STAT3 is a promising therapeutic target for the treatment of gastric cancer, which is one of the most common solid tumors worldwide. In the previous works, we discovered a series of novel STAT3 inhibitors bearing an imidazo[1,2-a] pyridine scaffold. In order to improve the metabolic stability of these compounds, herein we performed a systematic structural optimization leading to a bioactive inhibitor 42, which demonstrated significant effects on inhibiting the growth, migration and invasion of human gastric cancer cells lines (AGS and MGC-803). Meanwhile, it was able to block the phosphorylation and dimerization of STAT3 at low micromolar concentration. Furthermore, compound 42 obviously suppressed tumor growth in MGC-803 derived xenograft mouse model, suggesting that it deserves further exploration as a promising anti-cancer agent for advanced gastric cancer.
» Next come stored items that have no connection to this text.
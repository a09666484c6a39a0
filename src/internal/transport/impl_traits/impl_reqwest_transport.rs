use async_trait::async_trait;
use futures_util::TryStreamExt;
use reqwest::{Body, Client};

use crate::client::ClientConfig;
use crate::error::{TransportError, WebDavError};
use crate::internal::transport::structs::{
    RequestBody, TransportResponse, WebDavRequest,
};
use crate::internal::transport::traits::transport::Transport;

/// 基于 reqwest 的默认传输层。`reqwest::Client` 内部是 Arc，克隆很便宜。
#[derive(Debug, Clone)]
pub struct ReqwestTransport {
    client: Client,
}

impl ReqwestTransport {
    pub fn new(config: &ClientConfig) -> Result<Self, WebDavError> {
        // config.headers 由客户端逐个请求合并，注入的自定义传输同样生效
        let mut builder =
            Client::builder().user_agent(config.user_agent.as_str());

        if config.http1_only {
            builder = builder.http1_only();
        }
        if let Some(timeout) = config.timeout {
            builder = builder.timeout(timeout);
        }
        if let Some(timeout) = config.connect_timeout {
            builder = builder.connect_timeout(timeout);
        }

        let client = builder
            .build()
            .map_err(|e| WebDavError::ClientInit(e.to_string()))?;

        Ok(Self { client })
    }

    /// 复用调用方已有的 reqwest 客户端
    pub fn from_client(client: Client) -> Self {
        Self { client }
    }
}

#[async_trait]
impl Transport for ReqwestTransport {
    async fn execute(
        &self,
        request: WebDavRequest,
    ) -> Result<TransportResponse, TransportError> {
        let WebDavRequest { method, url, headers, body } = request;

        let mut builder = self.client.request(method, url).headers(headers);
        builder = match body {
            RequestBody::Empty => builder,
            RequestBody::Bytes(bytes) => builder.body(bytes),
            RequestBody::Stream(stream) => builder.body(Body::wrap_stream(stream)),
        };

        let res = builder.send().await?;

        let status = res.status();
        let headers = res.headers().clone();
        let body = res.bytes_stream().map_err(TransportError::from);

        Ok(TransportResponse::new(status, headers, Box::pin(body)))
    }
}
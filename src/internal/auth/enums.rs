use std::sync::Arc;

use super::structs::digest_challenge::DigestChallenge;

/// 对外可见的认证协商状态
#[derive(Debug, Clone, Copy, PartialEq, Eq)]
pub enum AuthState {
    Unauthenticated,
    BasicNegotiated,
    DigestNegotiated,
}

/// 已协商的认证方案，缓存在客户端内部
#[derive(Debug, Clone, Default)]
pub enum AuthScheme {
    /// 尚未收到过 401，请求不带 Authorization
    #[default]
    Unauthenticated,
    Basic,
    /// Digest 挑战会被后续请求复用，nonce 计数器在挑战内部递增
    Digest(Arc<DigestChallenge>),
}

impl AuthScheme {
    pub fn state(&self) -> AuthState {
        match self {
            AuthScheme::Unauthenticated => AuthState::Unauthenticated,
            AuthScheme::Basic => AuthState::BasicNegotiated,
            AuthScheme::Digest(_) => AuthState::DigestNegotiated,
        }
    }
}

/// Digest 摘要算法（RFC 2617 / RFC 7616）
#[derive(Debug, Clone, Copy, PartialEq, Eq)]
pub enum DigestAlgorithm {
    Md5,
    Md5Sess,
    Sha256,
    Sha256Sess,
}

impl DigestAlgorithm {
    /// 未识别的算法返回 None，调用方据此放弃 Digest
    pub fn parse(raw: Option<&str>) -> Option<Self> {
        match raw.map(|s| s.to_ascii_uppercase()).as_deref() {
            None | Some("MD5") => Some(DigestAlgorithm::Md5),
            Some("MD5-SESS") => Some(DigestAlgorithm::Md5Sess),
            Some("SHA-256") => Some(DigestAlgorithm::Sha256),
            Some("SHA-256-SESS") => Some(DigestAlgorithm::Sha256Sess),
            _ => None,
        }
    }

    pub fn as_str(&self) -> &'static str {
        match self {
            DigestAlgorithm::Md5 => "MD5",
            DigestAlgorithm::Md5Sess => "MD5-sess",
            DigestAlgorithm::Sha256 => "SHA-256",
            DigestAlgorithm::Sha256Sess => "SHA-256-sess",
        }
    }

    pub fn is_session(&self) -> bool {
        matches!(self, DigestAlgorithm::Md5Sess | DigestAlgorithm::Sha256Sess)
    }
}
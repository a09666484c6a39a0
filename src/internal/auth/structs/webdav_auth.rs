use core::fmt;
use std::sync::{Arc, PoisonError, RwLock};

use base64::Engine;
use reqwest::{
    header::{HeaderMap, HeaderValue},
    Method,
};
use sha2::{Digest, Sha256};
use tracing::{info, warn};

use super::digest_challenge::DigestChallenge;
use super::www_authenticate::challenges_from_headers;
use crate::error::WebDavError;
use crate::internal::auth::enums::{AuthScheme, AuthState};

/// 认证结构体
///
/// 该结构体定位
/// - 保存账号密码，决定发往服务端的 `Authorization` 头
/// - 缓存已协商的认证方案（Basic / Digest），客户端的所有并发请求共享同一个槽位
///
/// 默认Eq时会匹配token，如果需要单独比较token，需使用eq_only_token方法
#[derive(Clone)]
pub struct WebdavAuth {
    credentials: Option<Arc<Credentials>>, // 匿名访问时为 None
    pub(crate) encrypted_token: Arc<String>, // 对外导出时，不允许直接访问，哪怕它是被加密的
    scheme: Arc<RwLock<AuthScheme>>,
}

struct Credentials {
    username: String,
    password: String,
}

impl WebdavAuth {
    /// 创建新的认证结构体；用户名和密码都为空时视为匿名访问
    pub fn new(username: &str, password: &str) -> Self {
        if username.is_empty() && password.is_empty() {
            return Self::anonymous();
        }

        let token = base64::engine::general_purpose::STANDARD
            .encode(format!("{username}:{password}"));

        Self {
            credentials: Some(Arc::new(Credentials {
                username: username.to_string(),
                password: password.to_string(),
            })),
            encrypted_token: Arc::new(Self::_encrypt_str(&token)),
            scheme: Arc::new(RwLock::new(AuthScheme::Unauthenticated)),
        }
    }

    /// 匿名访问，收到 401 时不会重试
    pub fn anonymous() -> Self {
        Self {
            credentials: None,
            encrypted_token: Arc::new(String::new()),
            scheme: Arc::new(RwLock::new(AuthScheme::Unauthenticated)),
        }
    }

    /// 仅比较token是否相等
    pub fn eq_only_token(&self, other: &Self) -> bool {
        self.encrypted_token == other.encrypted_token
    }

    pub fn has_credentials(&self) -> bool {
        self.credentials.is_some()
    }

    /// 当前协商状态
    pub fn state(&self) -> AuthState {
        self.cached_scheme().state()
    }

    /// 读取缓存的方案（快照），锁中毒时沿用内部值
    pub(crate) fn cached_scheme(&self) -> AuthScheme {
        self.scheme
            .read()
            .unwrap_or_else(PoisonError::into_inner)
            .clone()
    }

    /// 根据 401 响应头选出新方案：优先 Digest，其次 Basic。
    ///
    /// 只返回方案，不写缓存；调用方用它做那一次重试，服务端接受后再 [`Self::commit`]。
    pub(crate) fn negotiate(&self, headers: &HeaderMap) -> Option<AuthScheme> {
        self.credentials.as_ref()?;

        let challenges = challenges_from_headers(headers);

        let digest = challenges
            .iter()
            .filter(|c| c.scheme == "digest")
            .find_map(DigestChallenge::from_challenge);

        let negotiated = match digest {
            Some(challenge) => AuthScheme::Digest(Arc::new(challenge)),
            None if challenges.iter().any(|c| c.scheme == "basic") => {
                AuthScheme::Basic
            }
            None => {
                let schemes: Vec<&str> =
                    challenges.iter().map(|c| c.scheme.as_str()).collect();
                warn!(?schemes, "401 响应没有可用的认证方案");
                return None;
            }
        };

        Some(negotiated)
    }

    /// 重试被服务端接受后写入缓存，后续请求直接带上这个方案
    pub(crate) fn commit(&self, scheme: AuthScheme) {
        let state = scheme.state();
        let mut slot = self.scheme.write().unwrap_or_else(PoisonError::into_inner);
        *slot = scheme;
        info!(?state, "认证方案已协商");
    }

    /// 按给定方案生成 `Authorization` 头；未协商或匿名时返回 None
    pub(crate) fn authorization(
        &self,
        scheme: &AuthScheme,
        method: &Method,
        request_target: &str,
    ) -> Result<Option<HeaderValue>, WebDavError> {
        let Some(credentials) = self.credentials.as_ref() else {
            return Ok(None);
        };

        let raw = match scheme {
            AuthScheme::Unauthenticated => return Ok(None),
            AuthScheme::Basic => {
                let token = base64::engine::general_purpose::STANDARD.encode(
                    format!("{}:{}", credentials.username, credentials.password),
                );
                format!("Basic {token}")
            }
            AuthScheme::Digest(challenge) => challenge.authorization(
                &credentials.username,
                &credentials.password,
                method.as_str(),
                request_target,
            ),
        };

        let mut value = HeaderValue::from_str(&raw)
            .map_err(|e| WebDavError::InvalidHeader(e.to_string()))?;
        value.set_sensitive(true);
        Ok(Some(value))
    }

    fn _encrypt_str(data: &str) -> String {
        let mut hasher = Sha256::new();
        hasher.update(data.as_bytes());
        format!("{:x}", hasher.finalize())
    }
}

/// 用于比较认证结构体是否相等
impl PartialEq for WebdavAuth {
    fn eq(&self, other: &Self) -> bool {
        self.encrypted_token == other.encrypted_token
    }
}

/// 防止debug泄漏账号
impl fmt::Debug for WebdavAuth {
    fn fmt(&self, f: &mut fmt::Formatter<'_>) -> fmt::Result {
        f.debug_struct("WebdavAuth")
            .field("credentials", &"<hidden>")
            .field("state", &self.state())
            .finish()
    }
}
STAT3 是治疗胃癌的有前途的治疗靶点，胃癌是世界上最常见的实体瘤之一。在之前的工作中，我们发现了一系列带有咪唑并 [1,2- a ] 吡啶支架的新型 STAT3 抑制剂。为了提高这些化合物的代谢稳定性，我们在此进行了系统的结构优化，从而产生了一种生物活性抑制剂42，该抑制剂对抑制人胃癌细胞系（AGS 和 MGC-803）的生长、迁移和侵袭具有显着影响。 . 同时，它能够在低微摩尔浓度下阻断STAT3的磷酸化和二聚化。此外，化合物42在 MGC-803 衍生的异种移植小鼠模型中明显抑制肿瘤生长，表明它作为晚期胃癌的有前途的抗癌剂值得进一步探索。